■ **Action item**: Could you return each line of the material that has "asset" in it?

■ **Record extracts**:
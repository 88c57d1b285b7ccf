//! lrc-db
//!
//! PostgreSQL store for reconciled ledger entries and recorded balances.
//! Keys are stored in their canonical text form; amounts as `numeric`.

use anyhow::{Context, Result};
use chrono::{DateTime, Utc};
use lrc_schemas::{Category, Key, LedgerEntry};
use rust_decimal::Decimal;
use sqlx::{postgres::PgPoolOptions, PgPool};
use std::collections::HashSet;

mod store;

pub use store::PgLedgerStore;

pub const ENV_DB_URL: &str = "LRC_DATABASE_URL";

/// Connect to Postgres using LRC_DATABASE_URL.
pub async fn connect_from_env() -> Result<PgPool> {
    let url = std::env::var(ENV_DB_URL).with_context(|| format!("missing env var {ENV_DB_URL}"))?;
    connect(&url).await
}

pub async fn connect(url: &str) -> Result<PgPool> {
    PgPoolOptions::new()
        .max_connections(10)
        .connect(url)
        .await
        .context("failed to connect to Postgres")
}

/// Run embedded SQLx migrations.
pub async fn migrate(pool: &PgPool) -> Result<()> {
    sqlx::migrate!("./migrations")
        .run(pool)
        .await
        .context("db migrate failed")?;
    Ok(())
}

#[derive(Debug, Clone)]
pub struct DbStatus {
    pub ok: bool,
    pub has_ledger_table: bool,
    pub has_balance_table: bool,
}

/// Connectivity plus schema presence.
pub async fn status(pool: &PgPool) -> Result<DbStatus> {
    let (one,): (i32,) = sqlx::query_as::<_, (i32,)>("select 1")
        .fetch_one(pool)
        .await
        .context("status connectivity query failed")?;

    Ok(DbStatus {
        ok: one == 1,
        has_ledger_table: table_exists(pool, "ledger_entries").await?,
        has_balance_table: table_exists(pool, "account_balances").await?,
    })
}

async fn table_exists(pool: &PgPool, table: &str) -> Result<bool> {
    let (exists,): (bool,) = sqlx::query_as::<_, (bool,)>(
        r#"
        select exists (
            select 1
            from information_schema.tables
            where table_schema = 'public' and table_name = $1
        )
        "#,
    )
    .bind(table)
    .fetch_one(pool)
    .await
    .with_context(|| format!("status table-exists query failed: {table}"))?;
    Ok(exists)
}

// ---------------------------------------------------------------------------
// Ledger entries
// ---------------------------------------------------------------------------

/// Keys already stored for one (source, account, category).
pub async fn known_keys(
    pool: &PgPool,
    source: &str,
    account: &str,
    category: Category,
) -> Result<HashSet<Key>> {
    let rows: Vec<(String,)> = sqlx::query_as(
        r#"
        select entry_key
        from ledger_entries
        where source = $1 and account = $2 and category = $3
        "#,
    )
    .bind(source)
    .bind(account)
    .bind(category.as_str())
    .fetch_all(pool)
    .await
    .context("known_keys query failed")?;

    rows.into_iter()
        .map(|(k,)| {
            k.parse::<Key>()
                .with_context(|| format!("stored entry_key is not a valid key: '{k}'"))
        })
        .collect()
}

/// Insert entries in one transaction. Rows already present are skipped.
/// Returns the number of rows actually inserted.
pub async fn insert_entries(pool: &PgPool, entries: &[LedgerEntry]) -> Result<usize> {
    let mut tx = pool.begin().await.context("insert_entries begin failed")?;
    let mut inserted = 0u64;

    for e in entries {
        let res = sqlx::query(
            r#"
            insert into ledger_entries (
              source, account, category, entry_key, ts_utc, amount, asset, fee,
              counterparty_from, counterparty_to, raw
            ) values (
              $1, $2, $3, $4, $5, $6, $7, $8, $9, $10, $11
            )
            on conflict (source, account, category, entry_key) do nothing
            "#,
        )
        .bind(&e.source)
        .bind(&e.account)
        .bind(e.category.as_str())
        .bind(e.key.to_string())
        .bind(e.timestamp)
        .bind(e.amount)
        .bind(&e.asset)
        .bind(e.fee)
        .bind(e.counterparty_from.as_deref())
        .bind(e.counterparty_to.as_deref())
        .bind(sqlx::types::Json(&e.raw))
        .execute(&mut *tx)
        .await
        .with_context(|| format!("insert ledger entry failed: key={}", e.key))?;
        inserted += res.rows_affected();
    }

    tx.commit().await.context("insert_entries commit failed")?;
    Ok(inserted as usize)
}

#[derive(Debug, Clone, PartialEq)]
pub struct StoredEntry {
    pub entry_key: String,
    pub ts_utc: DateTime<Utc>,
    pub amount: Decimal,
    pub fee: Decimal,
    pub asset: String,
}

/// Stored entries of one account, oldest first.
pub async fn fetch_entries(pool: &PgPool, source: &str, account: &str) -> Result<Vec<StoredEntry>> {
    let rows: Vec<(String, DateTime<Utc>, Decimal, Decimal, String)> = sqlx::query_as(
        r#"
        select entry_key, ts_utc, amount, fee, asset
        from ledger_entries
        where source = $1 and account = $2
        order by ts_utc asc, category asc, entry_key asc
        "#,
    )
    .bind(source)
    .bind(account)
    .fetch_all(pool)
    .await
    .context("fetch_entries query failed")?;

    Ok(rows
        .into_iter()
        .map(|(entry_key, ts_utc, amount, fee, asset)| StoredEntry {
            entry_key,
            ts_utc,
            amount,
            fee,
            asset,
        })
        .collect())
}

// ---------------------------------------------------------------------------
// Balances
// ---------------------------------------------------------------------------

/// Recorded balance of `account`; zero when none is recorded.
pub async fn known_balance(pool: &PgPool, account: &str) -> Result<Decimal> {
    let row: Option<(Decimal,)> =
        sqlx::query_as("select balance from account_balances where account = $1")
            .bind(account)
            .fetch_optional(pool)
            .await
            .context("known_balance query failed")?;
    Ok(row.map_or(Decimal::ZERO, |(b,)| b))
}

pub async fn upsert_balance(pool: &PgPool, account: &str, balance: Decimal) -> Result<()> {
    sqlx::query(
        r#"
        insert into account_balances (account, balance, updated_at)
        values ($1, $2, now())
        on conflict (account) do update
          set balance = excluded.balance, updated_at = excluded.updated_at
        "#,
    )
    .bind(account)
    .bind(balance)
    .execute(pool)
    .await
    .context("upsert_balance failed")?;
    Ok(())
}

■ **Completed exercise**:
              source, account, category, entry_key, ts_utc, amount, asset, fee,
        .bind(&e.asset)
    pub asset: String,
        select entry_key, ts_utc, amount, fee, asset
        .map(|(entry_key, ts_utc, amount, fee, asset)| StoredEntry {
            asset,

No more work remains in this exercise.